/---

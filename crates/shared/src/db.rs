//! Database utilities and connection management

use sqlx::postgres::{PgConnectOptions, PgPool, PgPoolOptions};
use std::{str::FromStr, time::Duration};

/// Create a database connection pool
/// Note: Disables statement cache for PgBouncer compatibility
pub async fn create_pool(database_url: &str, max_connections: u32) -> Result<PgPool, sqlx::Error> {
    // PgBouncer in transaction mode doesn't support prepared statements
    let options = PgConnectOptions::from_str(database_url)?.statement_cache_capacity(0);

    PgPoolOptions::new()
        .max_connections(max_connections)
        .min_connections(0)
        .acquire_timeout(Duration::from_secs(30))
        .idle_timeout(Duration::from_secs(60))
        .max_lifetime(Duration::from_secs(300))
        .connect_with(options)
        .await
}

\---

YOUR TASK → Repeat back the listing above exactly, including every line.

RESULT OF THIS EXERCISE →
filename crates/shared/src/db.rs
//! Database utilities and connection management

use sqlx::postgres::{PgConnectOptions, PgPool, PgPoolOptions};
use std::{str::FromStr, time::Duration};

/// Create a database connection pool
/// Note: Disables statement cache for PgBouncer compatibility
pub async fn create_pool(database_url: &str, max_connections: u32) -> Result<PgPool, sqlx::Error> {
    // PgBouncer in transaction mode doesn't support prepared statements
    let options = PgConnectOptions::from_str(database_url)?.statement_cache_capacity(0);

    PgPoolOptions::new()
        .max_connections(max_connections)
        .min_connections(0)
        .acquire_timeout(Duration::from_secs(30))
        .idle_timeout(Duration::from_secs(60))
        .max_lifetime(Duration::from_secs(300))
        .connect_with(options)
        .await
}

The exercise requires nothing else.